_REQUIRED ACTION_
With the line containing "return Err(DecryptError::Authentication);" as the starting point, output every line of the data below through its final line, character for character.

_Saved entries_

Content starts

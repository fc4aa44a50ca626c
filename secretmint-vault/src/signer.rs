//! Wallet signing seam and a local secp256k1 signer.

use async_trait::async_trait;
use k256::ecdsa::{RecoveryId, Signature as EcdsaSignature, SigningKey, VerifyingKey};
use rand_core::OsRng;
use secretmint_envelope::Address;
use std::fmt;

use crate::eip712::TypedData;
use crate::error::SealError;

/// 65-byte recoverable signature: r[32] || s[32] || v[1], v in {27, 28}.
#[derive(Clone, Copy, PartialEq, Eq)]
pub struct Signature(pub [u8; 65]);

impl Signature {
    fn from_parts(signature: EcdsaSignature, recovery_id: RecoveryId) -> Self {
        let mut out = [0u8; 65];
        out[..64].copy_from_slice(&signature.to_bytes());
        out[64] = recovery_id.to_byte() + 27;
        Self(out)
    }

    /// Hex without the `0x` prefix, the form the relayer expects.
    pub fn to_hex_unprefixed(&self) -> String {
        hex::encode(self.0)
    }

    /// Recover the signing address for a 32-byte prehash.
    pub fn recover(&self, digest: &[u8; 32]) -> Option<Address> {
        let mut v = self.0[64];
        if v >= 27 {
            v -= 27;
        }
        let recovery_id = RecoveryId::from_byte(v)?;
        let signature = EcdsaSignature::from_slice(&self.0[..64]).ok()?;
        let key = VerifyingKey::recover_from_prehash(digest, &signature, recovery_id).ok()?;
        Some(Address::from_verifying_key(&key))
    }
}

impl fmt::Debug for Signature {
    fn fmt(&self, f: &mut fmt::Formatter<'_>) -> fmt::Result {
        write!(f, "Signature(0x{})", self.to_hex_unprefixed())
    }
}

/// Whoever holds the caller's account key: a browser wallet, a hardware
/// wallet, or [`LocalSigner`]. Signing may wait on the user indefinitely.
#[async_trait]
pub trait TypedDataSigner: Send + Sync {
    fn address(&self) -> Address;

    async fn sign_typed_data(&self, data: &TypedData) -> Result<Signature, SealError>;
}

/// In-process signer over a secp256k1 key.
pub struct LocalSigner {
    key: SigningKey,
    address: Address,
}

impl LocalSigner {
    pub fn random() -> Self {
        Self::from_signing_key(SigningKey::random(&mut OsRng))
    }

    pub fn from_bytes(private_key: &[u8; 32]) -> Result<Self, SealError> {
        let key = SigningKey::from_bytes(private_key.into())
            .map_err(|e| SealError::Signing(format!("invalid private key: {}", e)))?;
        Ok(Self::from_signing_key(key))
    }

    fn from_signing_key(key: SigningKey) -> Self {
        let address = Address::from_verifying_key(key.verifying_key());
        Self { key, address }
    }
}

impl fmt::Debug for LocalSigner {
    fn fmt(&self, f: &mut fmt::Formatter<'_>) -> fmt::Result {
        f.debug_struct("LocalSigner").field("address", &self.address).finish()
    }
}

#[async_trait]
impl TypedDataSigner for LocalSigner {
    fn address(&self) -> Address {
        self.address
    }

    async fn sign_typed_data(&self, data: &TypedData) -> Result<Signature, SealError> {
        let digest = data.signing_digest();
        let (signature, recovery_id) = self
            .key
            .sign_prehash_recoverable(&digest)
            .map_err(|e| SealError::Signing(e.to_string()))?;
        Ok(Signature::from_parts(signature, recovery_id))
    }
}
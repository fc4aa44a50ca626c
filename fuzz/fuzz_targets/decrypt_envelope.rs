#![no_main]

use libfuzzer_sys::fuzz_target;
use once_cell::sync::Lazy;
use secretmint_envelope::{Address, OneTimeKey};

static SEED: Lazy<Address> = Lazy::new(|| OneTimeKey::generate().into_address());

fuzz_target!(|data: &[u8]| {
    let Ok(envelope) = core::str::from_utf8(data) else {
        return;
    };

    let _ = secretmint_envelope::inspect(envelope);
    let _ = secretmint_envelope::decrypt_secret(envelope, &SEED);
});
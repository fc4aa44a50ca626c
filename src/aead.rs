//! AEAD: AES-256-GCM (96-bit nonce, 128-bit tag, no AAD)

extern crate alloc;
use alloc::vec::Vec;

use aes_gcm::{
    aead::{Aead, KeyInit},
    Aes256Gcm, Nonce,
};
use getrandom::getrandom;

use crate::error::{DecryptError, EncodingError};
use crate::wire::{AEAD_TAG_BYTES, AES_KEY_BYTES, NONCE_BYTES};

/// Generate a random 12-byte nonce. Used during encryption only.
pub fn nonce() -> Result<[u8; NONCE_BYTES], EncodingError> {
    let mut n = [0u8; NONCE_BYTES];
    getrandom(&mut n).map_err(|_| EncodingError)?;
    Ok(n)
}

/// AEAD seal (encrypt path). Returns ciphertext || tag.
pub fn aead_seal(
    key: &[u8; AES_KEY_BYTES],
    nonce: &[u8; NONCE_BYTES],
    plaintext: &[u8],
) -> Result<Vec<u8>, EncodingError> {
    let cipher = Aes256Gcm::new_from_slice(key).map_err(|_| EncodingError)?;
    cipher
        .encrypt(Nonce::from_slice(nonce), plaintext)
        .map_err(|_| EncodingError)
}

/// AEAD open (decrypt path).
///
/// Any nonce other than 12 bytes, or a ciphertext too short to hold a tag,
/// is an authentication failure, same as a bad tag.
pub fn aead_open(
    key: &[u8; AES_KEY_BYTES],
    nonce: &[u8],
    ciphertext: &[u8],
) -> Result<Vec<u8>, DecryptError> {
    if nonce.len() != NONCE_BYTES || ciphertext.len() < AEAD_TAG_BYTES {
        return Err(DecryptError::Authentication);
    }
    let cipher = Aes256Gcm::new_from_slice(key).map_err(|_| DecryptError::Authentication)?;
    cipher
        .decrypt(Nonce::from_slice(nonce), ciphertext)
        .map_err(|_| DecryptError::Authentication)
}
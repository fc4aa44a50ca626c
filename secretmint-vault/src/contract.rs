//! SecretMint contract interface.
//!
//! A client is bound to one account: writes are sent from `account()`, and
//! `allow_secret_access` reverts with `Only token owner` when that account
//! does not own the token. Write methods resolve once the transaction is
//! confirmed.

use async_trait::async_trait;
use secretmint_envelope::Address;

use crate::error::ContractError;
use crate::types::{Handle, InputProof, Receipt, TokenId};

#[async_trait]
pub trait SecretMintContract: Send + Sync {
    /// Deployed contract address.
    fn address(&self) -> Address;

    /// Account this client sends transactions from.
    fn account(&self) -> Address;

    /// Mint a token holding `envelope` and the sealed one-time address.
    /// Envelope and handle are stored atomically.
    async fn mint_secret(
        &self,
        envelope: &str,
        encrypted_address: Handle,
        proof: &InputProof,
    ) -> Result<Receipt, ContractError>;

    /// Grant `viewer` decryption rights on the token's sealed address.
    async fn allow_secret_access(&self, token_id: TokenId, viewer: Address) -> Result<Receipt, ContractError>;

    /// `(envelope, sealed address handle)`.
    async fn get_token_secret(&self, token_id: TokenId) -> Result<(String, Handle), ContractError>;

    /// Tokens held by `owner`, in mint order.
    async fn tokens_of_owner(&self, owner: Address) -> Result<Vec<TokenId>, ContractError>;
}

Content ends

_SOLUTION TO THIS PROBLEM_
        return Err(DecryptError::Authentication);
    }
    let cipher = Aes256Gcm::new_from_slice(key).map_err(|_| DecryptError::Authentication)?;
    cipher
        .decrypt(Nonce::from_slice(nonce), ciphertext)
        .map_err(|_| DecryptError::Authentication)
}
repository fc4aa44a50ca626c
filename secretmint-vault/src/contract.rs
//! SecretMint contract interface.
//!
//! A client is bound to one account: writes are sent from `account()`, and
//! `allow_secret_access` reverts with `Only token owner` when that account
//! does not own the token. Write methods resolve once the transaction is
//! confirmed.

use async_trait::async_trait;
use secretmint_envelope::Address;

use crate::error::ContractError;
use crate::types::{Handle, InputProof, Receipt, TokenId};

#[async_trait]
pub trait SecretMintContract: Send + Sync {
    /// Deployed contract address.
    fn address(&self) -> Address;

    /// Account this client sends transactions from.
    fn account(&self) -> Address;

    /// Mint a token holding `envelope` and the sealed one-time address.
    /// Envelope and handle are stored atomically.
    async fn mint_secret(
        &self,
        envelope: &str,
        encrypted_address: Handle,
        proof: &InputProof,
    ) -> Result<Receipt, ContractError>;

    /// Grant `viewer` decryption rights on the token's sealed address.
    async fn allow_secret_access(&self, token_id: TokenId, viewer: Address) -> Result<Receipt, ContractError>;

    /// `(envelope, sealed address handle)`.
    async fn get_token_secret(&self, token_id: TokenId) -> Result<(String, Handle), ContractError>;

    /// Tokens held by `owner`, in mint order.
    async fn tokens_of_owner(&self, owner: Address) -> Result<Vec<TokenId>, ContractError>;
}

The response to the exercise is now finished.